▶ **Task description**
Look through the material and tally each line bearing the word "status". Give only the total.

· · · ·

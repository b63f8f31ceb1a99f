//! Archive transfer
//!
//! Bundle locally, copy one file with `scp` over the session's control
//! socket, then stage and swap on the host.

use std::sync::Arc;

use tracing::{debug, info};

use crate::domain::entities::{BuildArtifact, DeploymentDescriptor, TransferPlan};
use crate::domain::ports::{
    CommandRunner, CommandSpec, LogObserver, RemoteSession, TransferStrategy, TransportSpec,
};
use crate::domain::services::transfer_rules::ArchiveLayout;
use crate::domain::value_objects::TransferStrategyKind;
use crate::error::{RolloutError, RolloutResult};
use crate::infrastructure::ssh::CREDENTIAL_HELPER;

use super::bundle::{create_bundle, run_stamp, DEFAULT_COMPRESSION_LEVEL};

const COPY_PROGRAM: &str = "scp";

/// Compress-copy-extract transfer
pub struct ArchiveTransfer {
    runner: Arc<dyn CommandRunner>,
    compression_level: u32,
}

impl ArchiveTransfer {
    pub fn new(runner: Arc<dyn CommandRunner>) -> Self {
        Self {
            runner,
            compression_level: DEFAULT_COMPRESSION_LEVEL,
        }
    }

    pub fn with_compression_level(mut self, level: u32) -> Self {
        self.compression_level = level;
        self
    }

    fn failure(message: impl Into<String>) -> RolloutError {
        RolloutError::Transfer {
            strategy: TransferStrategyKind::Archive.name(),
            message: message.into(),
        }
    }

    /// Run a short remote step, failing on non-zero exit
    fn remote_step(
        session: &mut dyn RemoteSession,
        step: &str,
        command: &str,
    ) -> RolloutResult<()> {
        debug!(step, "archive remote step");
        let output = session.capture(command)?;
        if !output.success() {
            let detail = output.stderr.trim();
            return Err(Self::failure(if detail.is_empty() {
                format!("{} exited with status {}", step, output.code)
            } else {
                format!("{}: {}", step, detail)
            }));
        }
        Ok(())
    }
}

/// `scp` invocation for `local` to `remote`, wrapped in the credential
/// helper when the transport carries a password
pub(super) fn copy_command(transport: &TransportSpec, local: &str, remote: &str) -> CommandSpec {
    let target = format!("{}:{}", transport.destination, remote);
    if transport.password.is_empty() {
        CommandSpec::new(COPY_PROGRAM)
            .args(transport.scp_args())
            .arg(local)
            .arg(target)
    } else {
        CommandSpec::new(CREDENTIAL_HELPER)
            .args(["-e", COPY_PROGRAM])
            .args(transport.scp_args())
            .arg(local)
            .arg(target)
            .secret_env("SSHPASS", transport.password.clone())
    }
}

impl TransferStrategy for ArchiveTransfer {
    fn kind(&self) -> TransferStrategyKind {
        TransferStrategyKind::Archive
    }

    fn is_available(&self) -> bool {
        self.runner.is_available(COPY_PROGRAM)
    }

    fn transfer(
        &self,
        artifact: &BuildArtifact,
        plan: &TransferPlan,
        descriptor: &DeploymentDescriptor,
        session: &mut dyn RemoteSession,
        observer: &dyn LogObserver,
    ) -> RolloutResult<()> {
        let stamp = run_stamp();
        let layout = ArchiveLayout::new(&descriptor.remote_path, &stamp);

        let bundle = create_bundle(artifact, &plan.sources, &stamp, self.compression_level)?;
        Self::remote_step(session, "prepare", &layout.prepare_command())?;

        let transport = session.transport();
        let local = bundle.path().to_string_lossy().into_owned();
        let copy = copy_command(&transport, &local, &layout.bundle);
        debug!(command = %copy.display(), "uploading bundle");
        let code = self
            .runner
            .run(&copy, observer)
            .map_err(|e| Self::failure(format!("could not start {}: {}", copy.program, e)))?;
        if code != 0 {
            return Err(Self::failure(format!(
                "{} exited with status {}",
                COPY_PROGRAM, code
            )));
        }
        drop(bundle);

        Self::remote_step(session, "extract", &layout.stage_command())?;
        Self::remote_step(session, "swap", &layout.swap_command(&plan.sources))?;

        info!(entries = plan.sources.len(), "archive placed");
        Ok(())
    }
}

#[cfg(test)]
mod tests {
    use super::*;
    use crate::domain::ports::CommandOutput;
    use crate::domain::ports::DiscardObserver;
    use crate::domain::entities::ServerTarget;
    use crate::domain::value_objects::Secret;
    use std::fs;
    use std::sync::Mutex;

    #[derive(Default)]
    struct RecordingRunner {
        calls: Mutex<Vec<CommandSpec>>,
        code: i32,
    }

    impl CommandRunner for RecordingRunner {
        fn run(&self, spec: &CommandSpec, _observer: &dyn LogObserver) -> RolloutResult<i32> {
            self.calls.lock().unwrap().push(spec.clone());
            Ok(self.code)
        }

        fn is_available(&self, _program: &str) -> bool {
            true
        }
    }

    #[derive(Default)]
    struct RecordingSession {
        commands: Vec<String>,
        fail_on: Option<&'static str>,
        password: Secret,
    }

    impl RemoteSession for RecordingSession {
        fn exec(&mut self, command: &str, _observer: &dyn LogObserver) -> RolloutResult<i32> {
            self.commands.push(command.to_string());
            Ok(0)
        }

        fn capture(&mut self, command: &str) -> RolloutResult<CommandOutput> {
            self.commands.push(command.to_string());
            let failed = self.fail_on.map_or(false, |word| command.contains(word));
            Ok(CommandOutput {
                code: if failed { 2 } else { 0 },
                stdout: String::new(),
                stderr: if failed { "disk full".into() } else { String::new() },
            })
        }

        fn transport(&self) -> TransportSpec {
            TransportSpec {
                destination: "deploy@h".into(),
                port: 22,
                control_path: None,
                ssh_args: Vec::new(),
                password: self.password.clone(),
            }
        }

        fn close(&mut self) -> RolloutResult<()> {
            Ok(())
        }
    }

    fn project() -> (tempfile::TempDir, BuildArtifact) {
        let dir = tempfile::tempdir().unwrap();
        fs::create_dir_all(dir.path().join(".output/server")).unwrap();
        fs::write(dir.path().join(".output/server/index.mjs"), "").unwrap();
        let artifact = BuildArtifact::new(dir.path(), ".output");
        (dir, artifact)
    }

    fn descriptor() -> DeploymentDescriptor {
        DeploymentDescriptor::new(ServerTarget::new("h", "deploy"), "/srv/app", "shop")
    }

    #[test]
    fn uploads_then_extracts_then_swaps() {
        let (_dir, artifact) = project();
        let runner = Arc::new(RecordingRunner::default());
        let mut session = RecordingSession::default();
        let plan = TransferPlan::new(TransferStrategyKind::Archive, artifact.sources());

        ArchiveTransfer::new(runner.clone())
            .transfer(&artifact, &plan, &descriptor(), &mut session, &DiscardObserver)
            .unwrap();

        assert_eq!(session.commands.len(), 3);
        assert!(session.commands[0].starts_with("mkdir -p '/srv/app'"));
        assert!(session.commands[1].contains("tar -xzf"));
        assert!(session.commands[2].contains(".rollout-previous-"));
        let calls = runner.calls.lock().unwrap();
        assert_eq!(calls[0].program, "scp");
        assert!(calls[0].args.last().unwrap().starts_with("deploy@h:/srv/app/rollout-"));
    }

    #[test]
    fn password_wraps_copy_in_credential_helper() {
        let transport = TransportSpec {
            destination: "u@h".into(),
            port: 2200,
            password: Secret::new("pw"),
            ..Default::default()
        };
        let spec = copy_command(&transport, "/tmp/b.tar.gz", "/srv/b.tar.gz");
        assert_eq!(spec.program, "sshpass");
        assert_eq!(&spec.args[0..4], ["-e", "scp", "-P", "2200"]);
        assert_eq!(spec.secret_env.len(), 1);
        assert!(!spec.display().contains("pw"));
    }

    #[test]
    fn failed_upload_never_touches_live_entries() {
        let (_dir, artifact) = project();
        let runner = Arc::new(RecordingRunner {
            code: 1,
            ..Default::default()
        });
        let mut session = RecordingSession::default();
        let plan = TransferPlan::new(TransferStrategyKind::Archive, artifact.sources());

        let err = ArchiveTransfer::new(runner)
            .transfer(&artifact, &plan, &descriptor(), &mut session, &DiscardObserver)
            .unwrap_err();

        assert_eq!(err.kind(), "transfer");
        assert_eq!(session.commands.len(), 1);
    }

    #[test]
    fn failed_extraction_reports_remote_detail() {
        let (_dir, artifact) = project();
        let mut session = RecordingSession {
            fail_on: Some("tar -xzf"),
            ..Default::default()
        };
        let plan = TransferPlan::new(TransferStrategyKind::Archive, artifact.sources());

        let err = ArchiveTransfer::new(Arc::new(RecordingRunner::default()))
            .transfer(&artifact, &plan, &descriptor(), &mut session, &DiscardObserver)
            .unwrap_err();

        assert!(err.to_string().contains("disk full"));
        assert!(!session.commands.iter().any(|c| c.contains(".rollout-previous-")));
    }
}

· · · ·

▶ **Problem solution**
2